Saved data entries
────────────────

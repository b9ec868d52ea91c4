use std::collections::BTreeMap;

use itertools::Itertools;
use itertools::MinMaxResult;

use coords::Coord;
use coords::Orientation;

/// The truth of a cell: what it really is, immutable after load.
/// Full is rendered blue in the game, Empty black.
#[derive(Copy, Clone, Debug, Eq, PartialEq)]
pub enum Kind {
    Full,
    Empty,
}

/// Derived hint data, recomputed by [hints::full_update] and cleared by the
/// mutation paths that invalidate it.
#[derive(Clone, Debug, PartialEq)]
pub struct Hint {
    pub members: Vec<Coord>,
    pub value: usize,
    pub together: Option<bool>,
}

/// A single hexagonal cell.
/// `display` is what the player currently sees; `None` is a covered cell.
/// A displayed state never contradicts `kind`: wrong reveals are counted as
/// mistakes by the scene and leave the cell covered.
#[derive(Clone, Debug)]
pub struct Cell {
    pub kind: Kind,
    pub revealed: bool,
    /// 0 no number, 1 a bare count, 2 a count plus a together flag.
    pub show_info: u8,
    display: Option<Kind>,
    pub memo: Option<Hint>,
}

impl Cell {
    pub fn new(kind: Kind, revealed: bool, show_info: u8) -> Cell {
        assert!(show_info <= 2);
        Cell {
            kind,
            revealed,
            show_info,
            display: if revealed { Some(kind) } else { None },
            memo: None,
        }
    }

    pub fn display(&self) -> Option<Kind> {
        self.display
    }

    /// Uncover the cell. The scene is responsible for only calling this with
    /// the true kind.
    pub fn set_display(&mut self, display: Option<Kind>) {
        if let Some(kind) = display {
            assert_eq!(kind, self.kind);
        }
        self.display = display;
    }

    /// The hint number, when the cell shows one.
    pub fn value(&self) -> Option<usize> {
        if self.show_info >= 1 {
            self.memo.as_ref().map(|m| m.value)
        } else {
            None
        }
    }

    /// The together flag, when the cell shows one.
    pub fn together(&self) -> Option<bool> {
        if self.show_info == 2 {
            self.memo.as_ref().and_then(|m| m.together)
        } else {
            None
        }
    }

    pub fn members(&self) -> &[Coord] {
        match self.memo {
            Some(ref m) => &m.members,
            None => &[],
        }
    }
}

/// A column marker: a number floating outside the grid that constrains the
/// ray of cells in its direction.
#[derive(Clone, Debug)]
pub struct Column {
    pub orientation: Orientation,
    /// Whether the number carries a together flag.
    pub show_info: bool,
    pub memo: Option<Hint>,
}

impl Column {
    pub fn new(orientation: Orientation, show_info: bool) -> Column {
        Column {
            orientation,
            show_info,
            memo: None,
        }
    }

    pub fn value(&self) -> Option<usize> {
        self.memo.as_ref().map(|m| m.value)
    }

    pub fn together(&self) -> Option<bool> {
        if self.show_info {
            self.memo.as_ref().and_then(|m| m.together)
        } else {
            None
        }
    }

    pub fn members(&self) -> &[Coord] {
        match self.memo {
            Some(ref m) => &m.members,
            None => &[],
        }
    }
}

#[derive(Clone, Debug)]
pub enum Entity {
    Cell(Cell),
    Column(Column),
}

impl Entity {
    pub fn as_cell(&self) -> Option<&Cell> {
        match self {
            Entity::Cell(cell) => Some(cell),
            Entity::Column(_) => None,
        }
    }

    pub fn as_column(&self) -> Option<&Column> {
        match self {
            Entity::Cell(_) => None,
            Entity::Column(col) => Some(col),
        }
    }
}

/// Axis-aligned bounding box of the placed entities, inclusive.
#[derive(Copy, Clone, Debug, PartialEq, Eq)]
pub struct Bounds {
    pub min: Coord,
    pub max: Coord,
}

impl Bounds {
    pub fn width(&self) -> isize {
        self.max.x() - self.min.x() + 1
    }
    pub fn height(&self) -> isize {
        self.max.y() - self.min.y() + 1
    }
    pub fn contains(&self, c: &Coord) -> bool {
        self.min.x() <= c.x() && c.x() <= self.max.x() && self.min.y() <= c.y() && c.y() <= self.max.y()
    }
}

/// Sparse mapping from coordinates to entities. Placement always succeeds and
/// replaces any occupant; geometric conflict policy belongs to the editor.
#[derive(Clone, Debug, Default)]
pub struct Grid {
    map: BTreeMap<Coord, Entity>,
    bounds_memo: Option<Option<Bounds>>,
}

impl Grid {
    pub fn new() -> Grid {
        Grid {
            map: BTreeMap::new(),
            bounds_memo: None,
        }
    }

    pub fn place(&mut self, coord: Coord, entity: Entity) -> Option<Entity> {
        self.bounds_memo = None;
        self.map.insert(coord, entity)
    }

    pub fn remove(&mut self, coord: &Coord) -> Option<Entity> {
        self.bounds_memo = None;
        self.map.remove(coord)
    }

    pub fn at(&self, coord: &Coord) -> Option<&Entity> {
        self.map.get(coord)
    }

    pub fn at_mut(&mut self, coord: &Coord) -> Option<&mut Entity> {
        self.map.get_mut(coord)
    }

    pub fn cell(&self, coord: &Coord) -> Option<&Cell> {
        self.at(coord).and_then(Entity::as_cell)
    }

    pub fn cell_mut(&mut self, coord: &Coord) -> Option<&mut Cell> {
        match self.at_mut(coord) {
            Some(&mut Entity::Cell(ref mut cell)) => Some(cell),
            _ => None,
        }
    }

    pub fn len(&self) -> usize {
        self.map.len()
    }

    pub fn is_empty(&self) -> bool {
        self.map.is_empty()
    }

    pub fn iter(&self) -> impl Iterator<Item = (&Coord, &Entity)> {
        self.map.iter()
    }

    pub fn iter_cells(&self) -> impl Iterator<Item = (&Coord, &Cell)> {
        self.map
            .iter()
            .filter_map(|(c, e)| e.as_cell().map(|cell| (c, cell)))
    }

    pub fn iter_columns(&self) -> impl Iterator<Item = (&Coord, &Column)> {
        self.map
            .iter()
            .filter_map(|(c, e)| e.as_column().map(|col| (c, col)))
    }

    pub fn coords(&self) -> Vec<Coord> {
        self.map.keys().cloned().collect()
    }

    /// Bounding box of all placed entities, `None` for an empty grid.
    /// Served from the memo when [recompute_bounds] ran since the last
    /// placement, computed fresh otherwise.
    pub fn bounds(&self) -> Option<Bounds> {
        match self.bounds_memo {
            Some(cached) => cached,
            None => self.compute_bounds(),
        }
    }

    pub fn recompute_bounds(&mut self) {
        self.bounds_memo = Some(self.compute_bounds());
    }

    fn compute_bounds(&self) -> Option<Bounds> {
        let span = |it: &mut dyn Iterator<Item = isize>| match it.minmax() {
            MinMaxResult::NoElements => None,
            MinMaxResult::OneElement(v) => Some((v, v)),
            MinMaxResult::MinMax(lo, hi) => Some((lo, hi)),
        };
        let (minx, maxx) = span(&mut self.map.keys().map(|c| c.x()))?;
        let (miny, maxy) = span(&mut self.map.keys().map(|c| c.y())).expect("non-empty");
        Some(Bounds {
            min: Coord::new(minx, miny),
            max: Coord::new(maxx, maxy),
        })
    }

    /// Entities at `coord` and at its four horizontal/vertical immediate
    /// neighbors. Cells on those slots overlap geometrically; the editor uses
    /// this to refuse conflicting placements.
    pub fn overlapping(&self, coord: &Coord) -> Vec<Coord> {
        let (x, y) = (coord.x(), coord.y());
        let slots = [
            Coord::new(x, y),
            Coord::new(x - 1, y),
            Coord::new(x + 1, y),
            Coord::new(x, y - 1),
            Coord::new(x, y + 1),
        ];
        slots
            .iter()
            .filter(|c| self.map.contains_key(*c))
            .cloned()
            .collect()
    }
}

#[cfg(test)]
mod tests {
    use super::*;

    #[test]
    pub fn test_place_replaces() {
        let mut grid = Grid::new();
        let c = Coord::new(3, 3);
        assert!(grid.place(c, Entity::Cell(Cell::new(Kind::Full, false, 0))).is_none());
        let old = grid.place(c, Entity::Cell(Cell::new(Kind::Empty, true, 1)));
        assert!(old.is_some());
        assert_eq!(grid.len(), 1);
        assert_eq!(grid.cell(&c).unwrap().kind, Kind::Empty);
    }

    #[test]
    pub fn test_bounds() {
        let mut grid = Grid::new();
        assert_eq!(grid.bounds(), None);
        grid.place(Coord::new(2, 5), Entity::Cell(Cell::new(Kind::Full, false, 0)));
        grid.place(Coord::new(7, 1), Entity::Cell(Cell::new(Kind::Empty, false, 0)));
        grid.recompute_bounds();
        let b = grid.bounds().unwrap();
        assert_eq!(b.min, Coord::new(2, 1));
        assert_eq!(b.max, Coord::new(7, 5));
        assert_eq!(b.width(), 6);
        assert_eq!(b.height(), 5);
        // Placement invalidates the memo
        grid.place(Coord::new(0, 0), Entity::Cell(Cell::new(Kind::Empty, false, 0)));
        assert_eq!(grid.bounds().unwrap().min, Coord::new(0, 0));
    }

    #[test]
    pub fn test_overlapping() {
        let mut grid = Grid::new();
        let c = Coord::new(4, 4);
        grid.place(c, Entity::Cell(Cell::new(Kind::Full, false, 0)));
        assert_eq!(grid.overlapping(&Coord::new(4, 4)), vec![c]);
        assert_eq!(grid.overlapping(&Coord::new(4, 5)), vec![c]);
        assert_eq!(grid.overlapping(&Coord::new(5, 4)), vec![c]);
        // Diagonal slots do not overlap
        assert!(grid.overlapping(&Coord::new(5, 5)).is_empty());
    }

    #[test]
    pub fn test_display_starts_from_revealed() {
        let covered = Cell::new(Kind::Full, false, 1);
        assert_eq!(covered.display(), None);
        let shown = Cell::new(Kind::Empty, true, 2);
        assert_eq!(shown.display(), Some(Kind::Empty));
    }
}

────────────────

--- AIM OF THE EXERCISE ---
Would you filter the entries above and keep each line that has the word "slots"?

--- COMPLETED EXERCISE ---
    /// neighbors. Cells on those slots overlap geometrically; the editor uses
        let slots = [
        slots
        // Diagonal slots do not overlap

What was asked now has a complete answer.